Los partidos de la vida
Se dice que el fútbol es un reflejo, a escala, de muchos de los aspectos básicos de la vida, emoción, penas, alegrías, sufrimiento, etc. En estos días, inmersos en pleno mundial, se observa mejor que nunca.
Miles de aficionados y aficionadas se hunden cuando las cosas no salen como cada uno/a quiere, encajar un gol... y se acabó todo... Igual que en el día a día, un contratiempo, algo inesperado genera inevitablemente una frustración.
Sin embargo, la buena noticia es que parece ser que esa frustración podría ser evitada en cierto grado. Pongamos el caso en el que se culpa al arbitraje de la derrota del equipo por el que apuesta cada cual. ¿Tendríamos la misma reacción si...?
a) Se comete una falta clara y el árbitro, sin razón aparente, no la pita.
b) Se comete una falta y el árbitro justo en ese momento se desmaya por el calor y no la pita.
El resultado en los dos casos es el mismo. Se comete una falta y no se pita. Sin embargo, ¿por qué en el segundo caso el enfado no es igual que en el primero? Esto ocurre porque en el primer caso, a diferencia del segundo, se mantiene, seguramente de forma inconsciente, una actitud subjetiva y moralista por la que se exige al árbitro que no cometa ni un sólo error.
Entonces, ¿cabrearse con el arbitraje es, en general, una actitud razonable? En un primer momento parece inevitable, pero ¿tiene sentido seguir enfadándose durante más tiempo?
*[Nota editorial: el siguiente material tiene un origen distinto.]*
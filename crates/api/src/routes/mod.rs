pub mod health;
pub mod logo;

use axum::routing::get;
use axum::Router;

use crate::handlers;
use crate::state::AppState;

/// Build the `/api/v1` route tree.
///
/// Route hierarchy:
///
/// ```text
/// /generate-logo                                   generate (requires auth)
/// /styles                                          list styles (public)
/// ```
pub fn api_routes() -> Router<AppState> {
    Router::new()
        .merge(logo::router())
        .route("/styles", get(handlers::styles::list_styles))
}
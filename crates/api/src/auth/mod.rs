//! Authentication and identity primitives.
//!
//! - [`session`] -- Session-token extraction and verification.
//! - [`identity`] -- The identity provider capability and its HTTP adapter.

pub mod identity;
pub mod session;
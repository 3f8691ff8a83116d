use std::net::SocketAddr;
use std::sync::Arc;

use tracing_subscriber::{layer::SubscriberExt, util::SubscriberInitExt};

use logoforge_api::auth::identity::{IdentityProvider, SessionIdentityProvider};
use logoforge_api::config::ServerConfig;
use logoforge_api::quota::{QuotaLimiter, RedisQuotaLimiter};
use logoforge_api::router::build_app_router;
use logoforge_api::state::AppState;
use logoforge_together::{ImageGenerator, TogetherClient};

#[tokio::main]
async fn main() {
    dotenvy::dotenv().ok();

    // --- Tracing ---
    tracing_subscriber::registry()
        .with(
            tracing_subscriber::EnvFilter::try_from_default_env()
                .unwrap_or_else(|_| "logoforge_api=debug,logoforge_together=debug,tower_http=debug".into()),
        )
        .with(tracing_subscriber::fmt::layer())
        .init();

    // --- Configuration ---
    let config = ServerConfig::from_env();
    tracing::info!(host = %config.host, port = %config.port, "Loaded server configuration");

    let http = reqwest::Client::new();

    // --- Identity provider ---
    let identity: Arc<dyn IdentityProvider> = Arc::new(SessionIdentityProvider::with_client(
        http.clone(),
        config.session.clone(),
    ));

    // --- Quota limiter ---
    let quota: Option<Arc<dyn QuotaLimiter>> = match &config.redis_url {
        Some(url) => {
            let limiter = RedisQuotaLimiter::connect(url)
                .await
                .expect("Failed to connect to rate-limit store");
            tracing::info!("Quota enforcement enabled");
            Some(Arc::new(limiter))
        }
        None => {
            tracing::warn!("REDIS_URL not set, quota enforcement disabled");
            None
        }
    };

    // --- Image provider ---
    let mut together = TogetherClient::with_client(
        http,
        config.together_base_url.clone(),
        config.together_api_key.clone(),
    );
    match config.observability_proxy() {
        Some(proxy) => {
            tracing::info!(base_url = %proxy.base_url, "Routing generation through observability proxy");
            together = together.with_proxy(proxy);
        }
        None => tracing::info!("HELICONE_API_KEY not set, observability proxy disabled"),
    }
    let generator: Arc<dyn ImageGenerator> = Arc::new(together);

    // --- App state ---
    let state = AppState {
        config: Arc::new(config.clone()),
        identity,
        quota,
        generator,
    };

    let app = build_app_router(state, &config);

    // --- Start server ---
    let addr = SocketAddr::new(
        config.host.parse().expect("Invalid HOST address"),
        config.port,
    );
    tracing::info!(%addr, "Starting server");

    let listener = tokio::net::TcpListener::bind(addr)
        .await
        .expect("Failed to bind to address");

    axum::serve(listener, app)
        .with_graceful_shutdown(shutdown_signal())
        .await
        .expect("Server error");

    tracing::info!("Graceful shutdown complete");
}

/// Wait for SIGINT or SIGTERM to initiate graceful shutdown.
async fn shutdown_signal() {
    let ctrl_c = async {
        tokio::signal::ctrl_c()
            .await
            .expect("Failed to install Ctrl-C handler");
    };

    #[cfg(unix)]
    let terminate = async {
        tokio::signal::unix::signal(tokio::signal::unix::SignalKind::terminate())
            .expect("Failed to install SIGTERM handler")
            .recv()
            .await;
    };

    #[cfg(not(unix))]
    let terminate = std::future::pending::<()>();

    tokio::select! {
        () = ctrl_c => {
            tracing::info!("Received SIGINT (Ctrl-C), starting graceful shutdown");
        }
        () = terminate => {
            tracing::info!("Received SIGTERM, starting graceful shutdown");
        }
    }
}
Pues es obvio que el árbitro es humano y es también sabido que los seres humanos, por su naturaleza biosocial, son falibles.
Así que de ellos, en un momento u otro, no se pueden esperar más que errores. No es ley de Murphy, es la simple realidad. Por lo tanto, no parece que mantener el enfado sea realmente una actitud muy razonable, a menos, claro, que alguien quiera acabar con su hígado.
Y si eso vale para el fútbol, también debería valer para la vida.


Jesús dijo
Mi propuesta es la siguiente: no buscar culpables cada vez que las cosas no salgan tal y como las esperábamos, ó mejor aún, procurar no dejar excesivas esperanzas en que las cosas salgan de una determinada manera y abrirnos a la posibilidad de que puedan salir de manera diferente, e incluso tratar de sacar partido de ello (esto último es para nota, aunque creo que es posible).
Seguramente nos ahorremos más de un disgusto ó, como mínimo, que el malestar sea menor (digamos que el justo por esa desavenencia, que tampoco creo que sea fácilmente evitable).
Para mí, buscar culpables en esas situaciones es eludir una responsabilidad que considero exclusivamente nuestra: cómo nos sentimos cuando las cosas salen de diferente manera a la esperada.
¿Sabes? Creo que a muchos aficionados les importaría un pimiento que un árbitro no hubiese pitado alguna falta, si al final del partido hubiese ganado su equipo favorito. Incluso en el caso de que el árbitro hubiese hecho la vista gorda con todo descaro. Qué curioso, ¿verdad?
Por supuesto, que la misma idea es aplicable en la vida.
Me gusta el nuevo aspecto de tu blog. Me resulta agradable esta combinación de colores.